Description of the task -
When you reach the line in the listing below that contains "validating configuration for", begin returning lines exactly as written, and stop after the line that contains "pub struct OAuthConfig". Return no other lines.
─── Input ───
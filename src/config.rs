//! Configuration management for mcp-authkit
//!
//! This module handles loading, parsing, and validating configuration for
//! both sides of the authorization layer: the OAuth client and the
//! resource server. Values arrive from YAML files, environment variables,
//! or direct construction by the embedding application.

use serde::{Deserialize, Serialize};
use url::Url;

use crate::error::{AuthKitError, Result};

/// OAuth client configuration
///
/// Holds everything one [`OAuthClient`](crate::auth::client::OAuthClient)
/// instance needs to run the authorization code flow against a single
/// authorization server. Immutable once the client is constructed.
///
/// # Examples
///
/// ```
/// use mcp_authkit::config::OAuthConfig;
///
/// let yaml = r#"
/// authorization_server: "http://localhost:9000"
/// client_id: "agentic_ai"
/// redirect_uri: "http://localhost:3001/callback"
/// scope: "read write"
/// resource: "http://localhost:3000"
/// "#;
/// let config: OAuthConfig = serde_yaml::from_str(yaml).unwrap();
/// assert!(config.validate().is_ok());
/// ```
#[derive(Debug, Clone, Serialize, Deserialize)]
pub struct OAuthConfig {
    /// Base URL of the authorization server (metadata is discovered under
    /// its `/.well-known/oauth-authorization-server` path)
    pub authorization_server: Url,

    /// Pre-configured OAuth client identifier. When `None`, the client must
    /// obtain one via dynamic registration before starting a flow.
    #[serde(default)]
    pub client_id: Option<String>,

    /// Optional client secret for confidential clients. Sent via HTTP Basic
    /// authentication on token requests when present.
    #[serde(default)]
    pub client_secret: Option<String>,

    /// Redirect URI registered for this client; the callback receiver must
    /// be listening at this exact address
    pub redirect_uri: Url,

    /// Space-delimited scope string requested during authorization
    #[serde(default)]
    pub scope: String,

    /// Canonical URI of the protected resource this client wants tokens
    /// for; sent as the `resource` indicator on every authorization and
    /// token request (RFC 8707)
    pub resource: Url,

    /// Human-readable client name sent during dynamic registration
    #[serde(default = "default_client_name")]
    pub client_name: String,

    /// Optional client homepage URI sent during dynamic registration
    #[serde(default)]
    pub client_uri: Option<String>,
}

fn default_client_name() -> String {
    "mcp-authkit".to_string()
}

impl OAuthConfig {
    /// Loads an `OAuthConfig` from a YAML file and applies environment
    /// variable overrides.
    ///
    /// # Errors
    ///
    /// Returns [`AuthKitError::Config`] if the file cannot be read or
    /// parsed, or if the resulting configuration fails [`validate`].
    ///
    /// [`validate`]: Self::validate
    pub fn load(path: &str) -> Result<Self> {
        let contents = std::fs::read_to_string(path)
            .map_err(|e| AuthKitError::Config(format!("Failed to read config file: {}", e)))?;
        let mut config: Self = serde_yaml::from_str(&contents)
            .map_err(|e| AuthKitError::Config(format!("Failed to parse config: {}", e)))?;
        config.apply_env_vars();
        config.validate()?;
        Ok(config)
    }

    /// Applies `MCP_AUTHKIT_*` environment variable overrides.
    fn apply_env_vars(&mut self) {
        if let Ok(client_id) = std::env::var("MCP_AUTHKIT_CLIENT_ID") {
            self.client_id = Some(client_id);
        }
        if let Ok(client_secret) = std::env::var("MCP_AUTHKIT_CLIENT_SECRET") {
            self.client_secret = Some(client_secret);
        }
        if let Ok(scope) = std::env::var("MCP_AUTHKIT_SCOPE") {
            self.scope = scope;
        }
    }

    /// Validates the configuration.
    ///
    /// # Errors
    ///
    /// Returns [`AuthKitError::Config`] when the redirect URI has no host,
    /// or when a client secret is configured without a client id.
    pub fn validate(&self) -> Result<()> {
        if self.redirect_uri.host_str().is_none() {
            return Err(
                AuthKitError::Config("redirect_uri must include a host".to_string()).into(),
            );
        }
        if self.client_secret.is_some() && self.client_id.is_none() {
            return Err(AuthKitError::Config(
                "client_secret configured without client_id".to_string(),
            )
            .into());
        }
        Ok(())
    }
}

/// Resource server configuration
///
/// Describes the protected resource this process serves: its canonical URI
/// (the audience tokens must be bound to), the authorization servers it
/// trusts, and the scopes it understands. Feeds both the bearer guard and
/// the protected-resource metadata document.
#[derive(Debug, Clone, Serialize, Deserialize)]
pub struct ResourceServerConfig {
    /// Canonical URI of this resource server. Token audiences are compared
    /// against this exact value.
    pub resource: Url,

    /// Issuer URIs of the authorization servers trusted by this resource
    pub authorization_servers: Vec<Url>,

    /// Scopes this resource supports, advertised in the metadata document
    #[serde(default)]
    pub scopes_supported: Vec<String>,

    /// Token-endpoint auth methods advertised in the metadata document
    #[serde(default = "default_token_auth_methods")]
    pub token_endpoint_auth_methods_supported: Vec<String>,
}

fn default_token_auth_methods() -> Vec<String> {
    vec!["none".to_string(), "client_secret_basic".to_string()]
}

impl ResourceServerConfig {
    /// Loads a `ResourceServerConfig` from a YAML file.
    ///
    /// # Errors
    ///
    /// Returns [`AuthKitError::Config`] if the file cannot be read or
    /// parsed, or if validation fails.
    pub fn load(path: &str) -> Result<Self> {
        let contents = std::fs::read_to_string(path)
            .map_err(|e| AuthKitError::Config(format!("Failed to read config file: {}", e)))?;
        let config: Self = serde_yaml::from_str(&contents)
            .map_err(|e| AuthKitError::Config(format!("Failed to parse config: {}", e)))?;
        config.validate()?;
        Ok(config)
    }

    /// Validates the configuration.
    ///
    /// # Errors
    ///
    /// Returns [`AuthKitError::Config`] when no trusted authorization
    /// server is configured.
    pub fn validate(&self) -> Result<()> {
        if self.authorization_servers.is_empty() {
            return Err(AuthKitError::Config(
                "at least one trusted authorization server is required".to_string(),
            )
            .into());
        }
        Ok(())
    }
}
───
─── Input ───
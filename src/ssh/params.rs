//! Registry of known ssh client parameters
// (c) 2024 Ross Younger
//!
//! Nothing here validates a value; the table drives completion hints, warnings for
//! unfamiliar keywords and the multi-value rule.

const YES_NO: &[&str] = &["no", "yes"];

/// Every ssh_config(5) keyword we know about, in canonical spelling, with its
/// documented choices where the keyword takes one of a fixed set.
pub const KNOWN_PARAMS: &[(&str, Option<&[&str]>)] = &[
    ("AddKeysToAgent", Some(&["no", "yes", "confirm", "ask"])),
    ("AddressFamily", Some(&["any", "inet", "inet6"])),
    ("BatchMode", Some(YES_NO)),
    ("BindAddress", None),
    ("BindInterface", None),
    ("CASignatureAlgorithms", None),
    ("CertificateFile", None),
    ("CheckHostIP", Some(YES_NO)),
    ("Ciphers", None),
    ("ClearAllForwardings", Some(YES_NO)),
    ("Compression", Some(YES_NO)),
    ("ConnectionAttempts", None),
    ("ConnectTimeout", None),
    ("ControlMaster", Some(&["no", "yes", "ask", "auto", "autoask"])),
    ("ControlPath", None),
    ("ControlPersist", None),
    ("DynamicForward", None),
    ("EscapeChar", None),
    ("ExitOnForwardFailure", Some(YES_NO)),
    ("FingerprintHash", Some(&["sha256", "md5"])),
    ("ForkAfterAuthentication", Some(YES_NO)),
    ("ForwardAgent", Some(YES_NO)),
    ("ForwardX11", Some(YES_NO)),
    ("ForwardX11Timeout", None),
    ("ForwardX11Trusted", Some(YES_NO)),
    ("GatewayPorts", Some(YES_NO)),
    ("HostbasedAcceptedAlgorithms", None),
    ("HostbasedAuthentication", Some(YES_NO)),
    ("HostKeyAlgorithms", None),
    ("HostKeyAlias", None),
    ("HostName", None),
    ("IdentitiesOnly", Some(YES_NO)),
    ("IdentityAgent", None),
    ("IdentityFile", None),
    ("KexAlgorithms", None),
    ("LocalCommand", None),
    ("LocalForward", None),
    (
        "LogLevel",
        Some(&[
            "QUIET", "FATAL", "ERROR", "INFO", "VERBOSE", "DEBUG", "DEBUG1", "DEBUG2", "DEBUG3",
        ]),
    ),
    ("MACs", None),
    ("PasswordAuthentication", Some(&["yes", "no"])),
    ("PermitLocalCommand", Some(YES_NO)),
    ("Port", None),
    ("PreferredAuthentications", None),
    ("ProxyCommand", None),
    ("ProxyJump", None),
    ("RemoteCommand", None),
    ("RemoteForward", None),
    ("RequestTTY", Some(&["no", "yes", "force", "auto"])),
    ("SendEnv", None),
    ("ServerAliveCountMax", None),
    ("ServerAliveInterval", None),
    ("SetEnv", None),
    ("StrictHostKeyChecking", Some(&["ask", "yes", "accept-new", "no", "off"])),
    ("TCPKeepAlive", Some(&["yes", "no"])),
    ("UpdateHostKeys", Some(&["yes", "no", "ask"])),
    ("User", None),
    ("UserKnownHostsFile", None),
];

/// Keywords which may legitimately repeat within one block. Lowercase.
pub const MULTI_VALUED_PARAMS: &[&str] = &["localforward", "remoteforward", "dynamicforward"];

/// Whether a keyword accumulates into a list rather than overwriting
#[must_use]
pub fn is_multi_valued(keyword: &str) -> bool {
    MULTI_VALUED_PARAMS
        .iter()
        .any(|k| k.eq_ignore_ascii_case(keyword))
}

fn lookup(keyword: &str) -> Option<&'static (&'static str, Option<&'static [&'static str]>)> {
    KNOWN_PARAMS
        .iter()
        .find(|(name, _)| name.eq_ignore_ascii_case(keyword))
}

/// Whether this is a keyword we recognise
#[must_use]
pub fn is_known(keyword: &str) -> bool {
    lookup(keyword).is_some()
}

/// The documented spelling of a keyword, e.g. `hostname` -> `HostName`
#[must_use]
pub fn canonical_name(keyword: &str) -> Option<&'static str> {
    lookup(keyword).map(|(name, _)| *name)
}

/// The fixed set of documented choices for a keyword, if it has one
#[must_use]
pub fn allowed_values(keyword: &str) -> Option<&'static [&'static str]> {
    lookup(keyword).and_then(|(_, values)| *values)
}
───
Expected output -
//! This module handles loading, parsing, and validating configuration for
//! both sides of the authorization layer: the OAuth client and the
//! resource server. Values arrive from YAML files, environment variables,
//! or direct construction by the embedding application.

use serde::{Deserialize, Serialize};
use url::Url;

use crate::error::{AuthKitError, Result};

/// OAuth client configuration
///
/// Holds everything one [`OAuthClient`](crate::auth::client::OAuthClient)
/// instance needs to run the authorization code flow against a single
/// authorization server. Immutable once the client is constructed.
///
/// # Examples
///
/// ```
/// use mcp_authkit::config::OAuthConfig;
///
/// let yaml = r#"
/// authorization_server: "http://localhost:9000"
/// client_id: "agentic_ai"
/// redirect_uri: "http://localhost:3001/callback"
/// scope: "read write"
/// resource: "http://localhost:3000"
/// "#;
/// let config: OAuthConfig = serde_yaml::from_str(yaml).unwrap();
/// assert!(config.validate().is_ok());
/// ```
#[derive(Debug, Clone, Serialize, Deserialize)]
pub struct OAuthConfig {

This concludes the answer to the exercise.